Analyse der Zugriffsrechte
Nahezu jede Security-Maßnahme hat ihre Daseinsberechtigung, sei es der Perimeterschutz oder AV-Software. Aber eines hat die Geschichte doch gezeigt: Egal wie groß das Schloss ist, es wird geknackt. Angreifer werden es immer hinter den Perimeter schaffen. Und genau da stellt sich die entscheidende Frage: Was passiert dann? Und hier hilft es unserer Ansicht nach nur, grundsätzlich den Einflussbereich von Nutzern (seien es legitime oder aber böswillige) auf das Nötigste zu beschränken und bei verdächtigem Verhalten entsprechende Gegenmaßnahmen einzuleiten.

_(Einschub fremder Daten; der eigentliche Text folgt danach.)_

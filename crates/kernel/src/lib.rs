//! Cube kernel: the authoritative facelet state and the move engine.
//!
//! # Invariants
//! - Every reachable state holds each of the six colors exactly nine times.
//! - All state mutations flow through the move engine; a move is applied as a
//!   whole, never partially.
//! - Unrecognized notation is a silent no-op on the lenient path.

pub mod facelets;
pub mod moves;
pub mod notation;

pub use facelets::{ENTRY_ORDER, FaceMap, FaceletError, FaceletState, Grid, SOLVER_ORDER};
pub use moves::{
    apply_move, apply_notation, apply_sequence, quarter_turn, rotate_face_clockwise,
    rotate_face_counter_clockwise,
};
pub use notation::{
    Modifier, Move, NotationError, format_sequence, parse_sequence, parse_sequence_lenient,
};
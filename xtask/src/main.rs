use anyhow::Result;
use clap::{Parser, Subcommand};
use std::process::Command;

#[derive(Parser)]
#[command(name = "xtask", about = "Workspace automation for cubespace")]
struct Cli {
    #[command(subcommand)]
    command: Commands,
}

#[derive(Subcommand)]
enum Commands {
    /// Run all checks: fmt, clippy, tests, doc
    Check,
    /// Run cargo fmt --check on all crates
    Fmt,
    /// Run clippy on all crates
    Clippy,
    /// Run tests, optionally for a single crate
    Test {
        /// Package to test (e.g. cubespace-kernel)
        #[arg(short, long)]
        package: Option<String>,
    },
    /// Build rustdoc for the workspace
    Doc,
    /// Build the entire workspace
    Build,
    /// Play a short sequence headlessly through the CLI
    Demo,
}

fn main() -> Result<()> {
    let cli = Cli::parse();

    match cli.command {
        Commands::Check => {
            fmt()?;
            clippy()?;
            test(None)?;
            doc()?;
        }
        Commands::Fmt => fmt()?,
        Commands::Clippy => clippy()?,
        Commands::Test { package } => test(package.as_deref())?,
        Commands::Doc => doc()?,
        Commands::Build => cargo("build", &["build", "--workspace"])?,
        Commands::Demo => cargo(
            "demo",
            &["run", "-p", "cubespace-cli", "--", "play", "R U R' U'", "--repeat", "6"],
        )?,
    }

    Ok(())
}

/// Run one cargo invocation, failing if it exits unsuccessfully.
fn cargo(label: &str, args: &[&str]) -> Result<()> {
    println!("==> Running cargo {label}");
    let status = Command::new("cargo").args(args).status()?;
    if !status.success() {
        anyhow::bail!("cargo {label} failed");
    }
    Ok(())
}

fn fmt() -> Result<()> {
    cargo("fmt --check", &["fmt", "--all", "--", "--check"])
}

fn clippy() -> Result<()> {
    cargo(
        "clippy",
        &["clippy", "--workspace", "--all-targets", "--", "-D", "warnings"],
    )
}

fn test(package: Option<&str>) -> Result<()> {
    match package {
        Some(p) => cargo("test", &["test", "-p", p]),
        None => cargo("test", &["test", "--workspace"]),
    }
}

fn doc() -> Result<()> {
    cargo("doc", &["doc", "--workspace", "--no-deps"])
}
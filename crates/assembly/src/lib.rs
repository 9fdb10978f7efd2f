//! Cube assembly: the 27 positioned cubelets and their painted surfaces.
//!
//! # Invariants
//! - Every cubelet is owned by exactly one container at a time: the
//!   registry, or a rotation group while a layer turns.
//! - Cubelets returned to the registry sit exactly on a lattice slot with an
//!   axis-aligned rotation.
//! - Surface colors are derived from the facelet state; geometry never feeds
//!   back into it.

pub mod lattice;
pub mod palette;
pub mod registry;
pub mod sync;

pub use lattice::{LatticeConfig, LatticePos, facelet_index, facelet_position, snap_rotation};
pub use palette::{Material, MaterialHandle, Palette};
pub use registry::{Cubelet, CubeletId, CubeletRegistry, RotationGroup, SurfaceDir};
pub use sync::synchronize;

Gleichzeitig ist es sinnvoll, die Informationssilos der Security-Lösungen aufzubrechen und durch Integrationen den Anwendern ein klareres Bild der Sicherheitslage zu ermöglichen. So verfügen wir etwa über Integrationen mit Splunk, RSA oder QRadar. Durch die neue Varonis-App für QRadar fügen wir Kontext zu ungewöhnlichen Dateiaktivitäten, E-Mails und Active Directory-Verhalten hinzu. Auf diese Weise erhalten Nutzer direkt in IBM QRadar Benachrichtigungen und Warnhinweise und können in der Web-Benutzeroberfläche die entsprechenden Vorfälle weiter untersuchen.
Wie sieht die rechtliche Grundlage zum Betrieb Ihrer Lösung aus?
Die DSGVO weist in ihrem Artikel 6 auf ein berechtigtes Interesse des Unternehmens hin, unrechtmäßige Datenabflüsse zu verhindern, frühzeitig zu erkennen, zu verhindern und schließlich aufzuklären. Selbstverständlich muss hier immer abgewogen werden zwischen dem Interesse der Verhaltens-überwachung, das sich auf einer Auswertung des Verhaltens auf Anomalien begrenzt, und dem Persönlichkeitsrecht. Unsere Datensicherheits-Plattform ist auch kein Überwachungs-tool, das die individuelle Arbeitsleitung misst. In aller Regel liegen die Monitoring-Daten zunächst nur anonymisiert oder pseudonymisiert vor. Erst bei einem Verdachtsfall findet eine Re-Personalisierung statt, und diese ist auch den Berechtigten (also etwa dem oder der Datenschutz-Beauftragten) zugänglich.
Herr Ehrlich, wir danken Ihnen sehr für diese interessanten Informationen zum Thema Datenschutz!
Thomas Ehrlich verantwortet als Country Manager DACH und Osteuropa das Wachstum und die Positionierung von Varonis in dieser Region. Das Unternehmen verfolgt seit seiner Gründung 2005 einen anderen Ansatz als die meisten IT-Sicherheits-Anbieter, indem es die Unternehmensdaten ins Zentrum der Sicherheitsstrategie stellt. Varonis erkennt Insider-Bedrohungen und Cyberangriffe durch Verhaltensanalyse und bewahrt einen sicheren Zustand der Systeme durch effiziente Automatisierung.